Naturally, the question of Musk calling George Soros Magnito came up. An incongruous Faber asks where that tweet came from, to which Musk replies "that is my opinion." Faber then pressed: "why share it" if it could lead to less revenue/sales, and do your tweets "hurt the company"; Musk responds with a quote from the Princess Bride: "offer me money; offer me power. I don't care." The sad fact is that all of Musk's peers in the media world, who aren't independently wealthy and who do care about money (and power) will gladly be PR agents for their advertising sponsors, pretending to be independent media outlets.

How he has managed a takeover of Twitter so far and what lies ahead.

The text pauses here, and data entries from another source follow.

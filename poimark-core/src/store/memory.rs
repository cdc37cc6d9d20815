//! In-memory backend implementing every storage seam.
//!
//! POIs sit in an R\*-tree behind a read/write lock. Bookmark lists have one
//! mutex per user: a scope locks that user's list, works on a copy and swaps
//! the copy in only when the work succeeds.

use std::{
    collections::{BTreeMap, HashMap},
    fmt,
    sync::{Arc, Mutex, PoisonError, RwLock},
};

use geo::Rect;

use crate::{
    Bookmark, BookmarkError, BookmarkRows, BookmarkStore, PoiId, PointOfInterest, Rating,
    RatingStore, StoreError, UserId,
};

use super::{PoiIndex, PoiStore};

type UserList = Arc<Mutex<Vec<Bookmark>>>;

/// Thread-safe in-memory store.
#[derive(Default)]
pub struct MemoryStore {
    pois: RwLock<PoiIndex>,
    bookmarks: Mutex<HashMap<UserId, UserList>>,
    ratings: RwLock<BTreeMap<(UserId, PoiId), Rating>>,
}

impl fmt::Debug for MemoryStore {
    fn fmt(&self, f: &mut fmt::Formatter<'_>) -> fmt::Result {
        let pois = self
            .pois
            .read()
            .map_or(0, |index| index.len());
        f.debug_struct("MemoryStore")
            .field("pois", &pois)
            .finish_non_exhaustive()
    }
}

impl MemoryStore {
    /// Create a store from a collection of points of interest.
    pub fn with_pois<I>(pois: I) -> Self
    where
        I: IntoIterator<Item = PointOfInterest>,
    {
        Self {
            pois: RwLock::new(PoiIndex::bulk_load(pois)),
            ..Self::default()
        }
    }

    /// Insert or replace a POI.
    pub fn insert_poi(&self, poi: PointOfInterest) -> Result<(), StoreError> {
        self.pois
            .write()
            .map_err(|_| StoreError::Poisoned)?
            .upsert(poi);
        Ok(())
    }

    /// Soft-delete a POI. Returns `false` when it was unknown or already
    /// deleted.
    pub fn soft_delete_poi(&self, id: PoiId, by: UserId) -> Result<bool, StoreError> {
        Ok(self
            .pois
            .write()
            .map_err(|_| StoreError::Poisoned)?
            .soft_delete(id, by))
    }

    fn user_list(&self, user: UserId) -> Result<UserList, StoreError> {
        let mut users = self.bookmarks.lock().map_err(|_| StoreError::Poisoned)?;
        Ok(Arc::clone(users.entry(user).or_default()))
    }
}

impl PoiStore for MemoryStore {
    fn get_pois_in_bbox(
        &self,
        bbox: &Rect<f64>,
    ) -> Box<dyn Iterator<Item = PointOfInterest> + Send + '_> {
        let index = self.pois.read().unwrap_or_else(PoisonError::into_inner);
        Box::new(index.in_bbox(bbox).into_iter())
    }

    fn get_poi(&self, id: PoiId) -> Option<PointOfInterest> {
        let index = self.pois.read().unwrap_or_else(PoisonError::into_inner);
        index.get(id).cloned()
    }
}

impl BookmarkStore for MemoryStore {
    fn with_user_bookmarks<T, F>(&self, user: UserId, work: F) -> Result<T, BookmarkError>
    where
        F: FnOnce(&mut dyn BookmarkRows) -> Result<T, BookmarkError>,
    {
        let list = self.user_list(user)?;
        let mut guard = list.lock().map_err(|_| StoreError::Poisoned)?;
        let mut scope = MemoryRows {
            user,
            rows: guard.clone(),
        };
        let value = work(&mut scope)?;
        *guard = scope.rows;
        Ok(value)
    }

    fn list_bookmarks(&self, user: UserId) -> Result<Vec<Bookmark>, StoreError> {
        let list = self
            .bookmarks
            .lock()
            .map_err(|_| StoreError::Poisoned)?
            .get(&user)
            .map(Arc::clone);
        let Some(list) = list else {
            return Ok(Vec::new());
        };
        let mut rows = list.lock().map_err(|_| StoreError::Poisoned)?.clone();
        rows.sort_unstable_by_key(|bookmark| bookmark.order);
        Ok(rows)
    }
}

/// Working copy of one user's bookmarks.
struct MemoryRows {
    user: UserId,
    rows: Vec<Bookmark>,
}

impl MemoryRows {
    fn position(&self, poi: PoiId) -> Result<usize, StoreError> {
        self.rows
            .iter()
            .position(|bookmark| bookmark.poi == poi)
            .ok_or_else(|| {
                StoreError::Constraint(format!("user {} has no bookmark for POI {poi}", self.user))
            })
    }

    fn order_taken(&self, order: u32, except: PoiId) -> bool {
        self.rows
            .iter()
            .any(|bookmark| bookmark.order == order && bookmark.poi != except)
    }

    fn order_conflict(&self, order: u32) -> StoreError {
        StoreError::Constraint(format!("user {} already holds order {order}", self.user))
    }
}

impl BookmarkRows for MemoryRows {
    fn user(&self) -> UserId {
        self.user
    }

    fn get(&self, poi: PoiId) -> Result<Option<Bookmark>, StoreError> {
        Ok(self.rows.iter().find(|bookmark| bookmark.poi == poi).copied())
    }

    fn list(&self) -> Result<Vec<Bookmark>, StoreError> {
        let mut rows = self.rows.clone();
        rows.sort_unstable_by_key(|bookmark| bookmark.order);
        Ok(rows)
    }

    fn max_order(&self) -> Result<u32, StoreError> {
        Ok(self
            .rows
            .iter()
            .map(|bookmark| bookmark.order)
            .max()
            .unwrap_or(0))
    }

    fn insert(&mut self, poi: PoiId, order: u32) -> Result<Bookmark, StoreError> {
        if self.rows.iter().any(|bookmark| bookmark.poi == poi) {
            return Err(StoreError::Constraint(format!(
                "user {} already bookmarked POI {poi}",
                self.user
            )));
        }
        if self.order_taken(order, poi) {
            return Err(self.order_conflict(order));
        }
        let bookmark = Bookmark {
            user: self.user,
            poi,
            order,
        };
        self.rows.push(bookmark);
        Ok(bookmark)
    }

    fn delete(&mut self, poi: PoiId) -> Result<(), StoreError> {
        let index = self.position(poi)?;
        self.rows.swap_remove(index);
        Ok(())
    }

    fn set_order(&mut self, poi: PoiId, order: u32) -> Result<(), StoreError> {
        if self.order_taken(order, poi) {
            return Err(self.order_conflict(order));
        }
        let index = self.position(poi)?;
        if let Some(bookmark) = self.rows.get_mut(index) {
            bookmark.order = order;
        }
        Ok(())
    }

    fn shift_down_above(&mut self, above: u32) -> Result<(), StoreError> {
        for bookmark in self.rows.iter_mut().filter(|b| b.order > above) {
            bookmark.order -= 1;
        }
        Ok(())
    }

    fn shift_up_from(&mut self, from: u32) -> Result<(), StoreError> {
        for bookmark in self
            .rows
            .iter_mut()
            .filter(|b| b.order != 0 && b.order >= from)
        {
            bookmark.order += 1;
        }
        Ok(())
    }
}

impl RatingStore for MemoryStore {
    fn upsert_rating(&self, rating: Rating) -> Result<Rating, StoreError> {
        self.ratings
            .write()
            .map_err(|_| StoreError::Poisoned)?
            .insert((rating.user, rating.poi), rating);
        Ok(rating)
    }

    fn delete_rating(&self, user: UserId, poi: PoiId) -> Result<bool, StoreError> {
        Ok(self
            .ratings
            .write()
            .map_err(|_| StoreError::Poisoned)?
            .remove(&(user, poi))
            .is_some())
    }

    fn rating(&self, user: UserId, poi: PoiId) -> Result<Option<Rating>, StoreError> {
        Ok(self
            .ratings
            .read()
            .map_err(|_| StoreError::Poisoned)?
            .get(&(user, poi))
            .copied())
    }

    fn ratings_of(&self, user: UserId) -> Result<Vec<Rating>, StoreError> {
        let ratings = self.ratings.read().map_err(|_| StoreError::Poisoned)?;
        Ok(ratings
            .range((user, PoiId(u64::MIN))..=(user, PoiId(u64::MAX)))
            .map(|(_, rating)| *rating)
            .collect())
    }
}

Among other things, he said Twitter’s Community Notes feature has cost Twitter $40 million in business when two big clients reduced spending after their ads received community notes accusing them of false advertising. He also claimed that when the acquisition closed, Twitter had negative $3 billion in annual cash flow and $1 billion in the bank. “The analogy I was using was like being teleported into a plane that’s in a nosedive headed to the ground with the engines on fire and the controls don’t work….”

Musk said he voted for Biden but hinted he wasn’t happy with his choice, saying “I wish we could have just a normal human being as president.”

Asked if he believes the 2020 election was stolen, Musk said no, but countered that there certainly has been election fraud.

Musk even slammed the obvious CIA front Bellingcat. Discussing the recent Texas shooting, Musk said the shooter was "incorrectly described to be a white supremacist. The company that found this is Belingcat. Do you know what Belingcat is? A company that does Psyops."

Going back to twitter, and the historic layoffs there, Musk said that "Desperate times call for desperate measures," referring to the more than 6,000 job cuts. Remarkably, despite widespread calls that the end of Twitter is nigh as there is no way the company can survive with 80% of its workers fired, so far Twitter is leaner and faster than before, a testament to the epic employee bloat in Silicon Valley over the past decade.

His involvement in the early days of ChatGPT-developer OpenAI, saying that it exists only because he wanted a non-commercial alternative to Google’s growing dominance in AI. He expressed disappointment that the company has abandoned its non-profit roots. And he said he is no longer friends with Google co-founder Larry Page. “The final straw was Larry calling me a ‘species-ist’ for being pro-human consciousness instead of machine consciousness.”.

His personal views and habits when it comes to work and productivity. He said he takes only two or three days off per year, works seven days a week and gets six hours of sleep a night. He also said he believes it’s morally wrong for people in the “laptop class” to advocate for working from home when service workers, such as people who work in factories, still have to show up in person.

Tesla’s ability to weather rocky economic cycles. Musk said that the next 12 months will be difficult for Tesla from a macroeconomic perspective because of increased interest rates pinching consumer budgets. But he also said Tesla could take advantage of Tesla’s “real-time information on demand” for its cars to adjust pricing effectively.

Faber asked what would happen to the global economy if China makes a move to control Taiwan. “The Chinese economy and the rest of the global economy are like conjoined twins. It would be like trying to separate conjoined twins. That’s the severity of the situation. And it’s actually worse for a lot of other companies than it is for Tesla. I mean, I’m not sure where you’re going to get an iPhone, for example.”

Last but not least, there was a discussion of the Fed, which Musk believes is going to be too slow to lower interest rates when the economy slows, and that will hurt consumer demand. “You can think of raising the Fed rate as somewhat of a brake pedal on the economy, frankly,” Musk said. “It makes a lot of things more expensive. So if the car payment or your home mortgage is absorbing more of your monthly budget then you have less money to buy other things.”